# Mummified Monk



## Monk (Aug 26, 2008)

This is my first prop of 2010, I made it as an entry in the Mad Lab monthly contest. The requirement was to build a prop using a 3 ring binder and a pillow, here is what I came up with:


----------



## IMU (Apr 8, 2009)

WOW ... looks great!


----------



## playfx (Mar 10, 2007)

Wow, I love it!


----------



## Frighteners Entertainment (Jan 24, 2006)

very cool!!


----------



## RoxyBlue (Oct 6, 2008)

What a lovely way to make your appearance here again after a long absence, Monk This is a beautiful piece. There's such a feel of gentle sorrow about it.


----------



## psyko99 (Jan 11, 2008)

That's Awesome.


----------



## cerinad (Jun 23, 2008)

I really like this Guy. Nice job.
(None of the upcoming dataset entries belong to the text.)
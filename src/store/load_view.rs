use crate::actions::Action;

#[derive(Default, Clone, Copy, Debug, Eq, PartialEq)]
pub struct LoadViewState {
    pub todos_view_loaded: bool,
    pub history_view_loaded: bool,
}

/// A view counts as loaded once its terminal store action arrived
pub fn reduce(state: LoadViewState, action: &Action) -> LoadViewState {
    match action {
        Action::LoadTodosView => LoadViewState {
            todos_view_loaded: false,
            ..state
        },
        Action::LoadHistoryView => LoadViewState {
            history_view_loaded: false,
            ..state
        },
        Action::StoreList { .. } => LoadViewState {
            todos_view_loaded: true,
            ..state
        },
        Action::StoreCompletedList { .. } => LoadViewState {
            history_view_loaded: true,
            ..state
        },
        Action::LogoutRequest => LoadViewState::default(),
        _ => state,
    }
}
Love the way you have him set up.


----------



## Mr_Chicken (Nov 26, 2008)

very well done and very original!


----------



## Wildcat (Nov 3, 2007)

Very nice.


----------



## tot13 (Jul 25, 2007)

RoxyBlue said:


> What a lovely way to make your appearance here again after a long absence, Monk This is a beautiful piece. There's such a feel of gentle sorrow about it.


Monk, ditto everything Roxy said for me. I'd like to add that I think the pose is excellent. I expect that would be a very difficult pose to create, especially with a full bodied prop, but you really nailed it - he looks very natural.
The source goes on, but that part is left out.